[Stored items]
-- -- --

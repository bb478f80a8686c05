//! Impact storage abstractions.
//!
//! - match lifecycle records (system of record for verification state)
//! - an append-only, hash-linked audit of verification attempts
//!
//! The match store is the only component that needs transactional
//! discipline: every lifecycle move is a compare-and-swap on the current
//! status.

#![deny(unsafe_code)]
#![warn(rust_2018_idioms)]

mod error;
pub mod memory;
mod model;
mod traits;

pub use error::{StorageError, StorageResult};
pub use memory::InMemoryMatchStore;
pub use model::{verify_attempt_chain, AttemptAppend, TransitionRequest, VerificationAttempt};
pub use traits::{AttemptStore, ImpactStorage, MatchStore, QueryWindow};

-- -- --

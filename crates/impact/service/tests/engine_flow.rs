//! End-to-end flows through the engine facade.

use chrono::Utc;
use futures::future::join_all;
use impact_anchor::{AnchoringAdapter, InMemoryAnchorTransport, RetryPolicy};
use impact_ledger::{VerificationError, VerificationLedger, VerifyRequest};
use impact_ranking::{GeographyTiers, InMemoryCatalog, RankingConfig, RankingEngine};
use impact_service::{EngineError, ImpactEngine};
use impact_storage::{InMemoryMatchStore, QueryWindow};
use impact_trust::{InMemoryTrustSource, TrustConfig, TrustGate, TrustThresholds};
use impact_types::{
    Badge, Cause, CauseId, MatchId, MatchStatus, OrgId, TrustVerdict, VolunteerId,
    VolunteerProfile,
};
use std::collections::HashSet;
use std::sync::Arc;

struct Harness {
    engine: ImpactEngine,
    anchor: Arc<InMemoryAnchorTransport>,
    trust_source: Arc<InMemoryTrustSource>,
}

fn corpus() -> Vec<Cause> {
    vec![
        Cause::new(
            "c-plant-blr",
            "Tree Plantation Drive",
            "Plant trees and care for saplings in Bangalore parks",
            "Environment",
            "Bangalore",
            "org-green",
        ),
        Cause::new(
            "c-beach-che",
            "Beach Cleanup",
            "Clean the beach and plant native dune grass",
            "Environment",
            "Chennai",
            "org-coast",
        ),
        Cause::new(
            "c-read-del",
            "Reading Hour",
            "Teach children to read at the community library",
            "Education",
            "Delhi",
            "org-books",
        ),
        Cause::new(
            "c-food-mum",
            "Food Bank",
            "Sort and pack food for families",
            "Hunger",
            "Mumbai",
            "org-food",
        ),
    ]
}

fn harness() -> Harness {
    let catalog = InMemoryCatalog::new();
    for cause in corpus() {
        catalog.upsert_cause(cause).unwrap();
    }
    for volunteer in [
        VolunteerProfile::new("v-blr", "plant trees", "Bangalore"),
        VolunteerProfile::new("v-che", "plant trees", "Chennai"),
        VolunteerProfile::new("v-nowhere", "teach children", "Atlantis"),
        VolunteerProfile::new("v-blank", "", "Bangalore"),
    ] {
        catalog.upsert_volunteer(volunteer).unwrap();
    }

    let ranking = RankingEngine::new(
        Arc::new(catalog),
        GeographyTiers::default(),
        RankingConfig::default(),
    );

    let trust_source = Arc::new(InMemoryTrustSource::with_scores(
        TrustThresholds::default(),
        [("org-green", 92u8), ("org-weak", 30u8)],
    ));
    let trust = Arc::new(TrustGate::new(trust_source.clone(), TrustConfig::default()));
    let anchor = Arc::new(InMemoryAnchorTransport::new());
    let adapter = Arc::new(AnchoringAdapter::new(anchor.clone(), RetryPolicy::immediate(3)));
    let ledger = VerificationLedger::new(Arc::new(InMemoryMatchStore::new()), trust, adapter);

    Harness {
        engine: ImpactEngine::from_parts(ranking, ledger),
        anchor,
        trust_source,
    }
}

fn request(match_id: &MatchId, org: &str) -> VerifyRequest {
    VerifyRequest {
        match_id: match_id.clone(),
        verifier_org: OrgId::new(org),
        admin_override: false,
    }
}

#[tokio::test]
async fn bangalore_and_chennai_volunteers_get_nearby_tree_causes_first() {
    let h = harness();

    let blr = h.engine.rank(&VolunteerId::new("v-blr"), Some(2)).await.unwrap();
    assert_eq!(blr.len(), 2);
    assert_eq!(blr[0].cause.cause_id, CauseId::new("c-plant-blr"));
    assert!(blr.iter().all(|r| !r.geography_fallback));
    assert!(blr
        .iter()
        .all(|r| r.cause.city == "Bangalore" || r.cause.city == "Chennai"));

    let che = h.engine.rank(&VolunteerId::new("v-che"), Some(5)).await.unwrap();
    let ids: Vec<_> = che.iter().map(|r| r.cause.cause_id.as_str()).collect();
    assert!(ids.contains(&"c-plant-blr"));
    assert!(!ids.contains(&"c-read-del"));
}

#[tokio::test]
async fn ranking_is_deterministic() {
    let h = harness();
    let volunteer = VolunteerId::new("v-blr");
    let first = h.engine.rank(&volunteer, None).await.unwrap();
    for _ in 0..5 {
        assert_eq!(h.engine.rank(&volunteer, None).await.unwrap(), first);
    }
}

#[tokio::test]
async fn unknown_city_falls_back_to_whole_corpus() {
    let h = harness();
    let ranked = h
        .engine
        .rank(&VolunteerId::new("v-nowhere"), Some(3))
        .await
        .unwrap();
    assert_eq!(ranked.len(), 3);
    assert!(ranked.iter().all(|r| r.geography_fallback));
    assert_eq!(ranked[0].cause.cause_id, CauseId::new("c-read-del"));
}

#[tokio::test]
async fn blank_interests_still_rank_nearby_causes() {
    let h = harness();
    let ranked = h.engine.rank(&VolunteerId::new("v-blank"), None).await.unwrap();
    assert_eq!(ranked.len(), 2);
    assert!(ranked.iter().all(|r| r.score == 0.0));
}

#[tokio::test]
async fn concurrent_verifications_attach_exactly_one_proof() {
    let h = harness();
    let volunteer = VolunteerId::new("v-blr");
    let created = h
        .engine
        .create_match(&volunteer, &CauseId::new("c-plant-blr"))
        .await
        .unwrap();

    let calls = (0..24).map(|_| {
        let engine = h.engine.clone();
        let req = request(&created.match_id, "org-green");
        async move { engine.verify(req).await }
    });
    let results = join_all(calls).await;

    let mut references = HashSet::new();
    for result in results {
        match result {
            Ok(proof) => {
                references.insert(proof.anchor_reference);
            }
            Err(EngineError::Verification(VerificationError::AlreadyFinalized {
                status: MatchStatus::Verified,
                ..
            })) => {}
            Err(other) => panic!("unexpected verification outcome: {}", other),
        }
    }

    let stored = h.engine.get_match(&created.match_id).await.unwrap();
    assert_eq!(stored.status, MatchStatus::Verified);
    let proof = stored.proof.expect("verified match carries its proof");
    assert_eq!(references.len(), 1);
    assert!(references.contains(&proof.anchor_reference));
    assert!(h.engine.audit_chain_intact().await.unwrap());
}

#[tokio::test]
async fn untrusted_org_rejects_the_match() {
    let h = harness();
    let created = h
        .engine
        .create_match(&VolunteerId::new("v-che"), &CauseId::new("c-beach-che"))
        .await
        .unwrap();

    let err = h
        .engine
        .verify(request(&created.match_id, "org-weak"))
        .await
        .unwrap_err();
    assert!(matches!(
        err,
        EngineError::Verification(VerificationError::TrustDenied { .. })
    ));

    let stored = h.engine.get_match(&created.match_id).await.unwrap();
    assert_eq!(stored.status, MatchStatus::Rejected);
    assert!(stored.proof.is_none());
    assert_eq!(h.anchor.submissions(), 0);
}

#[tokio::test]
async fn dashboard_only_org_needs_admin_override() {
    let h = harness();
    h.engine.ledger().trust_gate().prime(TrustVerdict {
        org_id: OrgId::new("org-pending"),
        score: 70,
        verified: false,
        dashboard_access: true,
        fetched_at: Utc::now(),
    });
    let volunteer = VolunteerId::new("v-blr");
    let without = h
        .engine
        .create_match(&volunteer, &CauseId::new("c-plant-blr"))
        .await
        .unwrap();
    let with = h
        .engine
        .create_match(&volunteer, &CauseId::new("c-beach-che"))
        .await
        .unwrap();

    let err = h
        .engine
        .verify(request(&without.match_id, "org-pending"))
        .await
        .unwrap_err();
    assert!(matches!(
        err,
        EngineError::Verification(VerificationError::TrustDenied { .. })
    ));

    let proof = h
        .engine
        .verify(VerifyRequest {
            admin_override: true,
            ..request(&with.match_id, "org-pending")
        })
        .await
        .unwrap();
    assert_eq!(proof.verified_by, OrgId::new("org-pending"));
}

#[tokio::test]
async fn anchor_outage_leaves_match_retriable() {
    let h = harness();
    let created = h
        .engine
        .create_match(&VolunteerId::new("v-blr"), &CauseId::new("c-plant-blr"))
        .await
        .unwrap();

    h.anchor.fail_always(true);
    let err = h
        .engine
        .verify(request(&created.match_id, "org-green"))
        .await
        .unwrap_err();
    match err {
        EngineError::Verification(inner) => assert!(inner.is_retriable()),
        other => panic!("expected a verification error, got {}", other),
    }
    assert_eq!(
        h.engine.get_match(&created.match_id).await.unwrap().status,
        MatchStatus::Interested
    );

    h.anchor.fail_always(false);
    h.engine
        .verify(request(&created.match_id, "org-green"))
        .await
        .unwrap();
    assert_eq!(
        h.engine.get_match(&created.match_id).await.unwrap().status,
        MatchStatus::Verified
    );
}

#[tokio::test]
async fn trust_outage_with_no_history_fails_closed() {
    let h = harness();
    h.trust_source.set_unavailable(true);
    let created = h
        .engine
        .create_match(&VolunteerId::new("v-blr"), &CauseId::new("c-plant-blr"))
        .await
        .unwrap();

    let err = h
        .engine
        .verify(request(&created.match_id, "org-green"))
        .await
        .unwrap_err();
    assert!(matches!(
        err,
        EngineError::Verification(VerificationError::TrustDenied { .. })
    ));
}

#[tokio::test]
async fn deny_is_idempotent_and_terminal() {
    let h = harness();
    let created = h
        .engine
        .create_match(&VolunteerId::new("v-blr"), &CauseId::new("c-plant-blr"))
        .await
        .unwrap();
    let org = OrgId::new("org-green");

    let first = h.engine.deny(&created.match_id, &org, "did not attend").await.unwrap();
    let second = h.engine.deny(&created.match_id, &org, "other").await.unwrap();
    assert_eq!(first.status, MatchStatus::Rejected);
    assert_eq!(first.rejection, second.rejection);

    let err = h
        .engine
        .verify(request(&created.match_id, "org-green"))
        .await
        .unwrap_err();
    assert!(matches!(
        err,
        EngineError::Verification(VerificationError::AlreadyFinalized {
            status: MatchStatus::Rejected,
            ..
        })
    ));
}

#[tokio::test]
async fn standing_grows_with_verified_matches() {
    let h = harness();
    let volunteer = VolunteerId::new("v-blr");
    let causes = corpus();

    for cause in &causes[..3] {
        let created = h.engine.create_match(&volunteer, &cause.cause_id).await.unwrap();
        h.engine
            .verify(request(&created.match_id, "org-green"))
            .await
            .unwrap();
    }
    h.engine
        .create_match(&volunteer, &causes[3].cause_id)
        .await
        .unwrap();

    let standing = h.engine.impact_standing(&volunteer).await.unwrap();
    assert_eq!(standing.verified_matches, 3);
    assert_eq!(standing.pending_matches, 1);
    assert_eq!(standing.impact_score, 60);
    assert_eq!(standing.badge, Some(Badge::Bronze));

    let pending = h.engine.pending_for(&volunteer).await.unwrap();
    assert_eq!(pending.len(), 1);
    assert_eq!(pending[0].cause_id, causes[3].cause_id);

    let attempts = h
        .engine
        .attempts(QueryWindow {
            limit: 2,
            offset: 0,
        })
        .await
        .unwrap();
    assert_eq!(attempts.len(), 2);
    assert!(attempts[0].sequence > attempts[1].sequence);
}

-- -- --

Show the lines of the data that hold the word "TrustConfig".

use impact_trust::{InMemoryTrustSource, TrustConfig, TrustGate, TrustThresholds};
    let trust = Arc::new(TrustGate::new(trust_source.clone(), TrustConfig::default()));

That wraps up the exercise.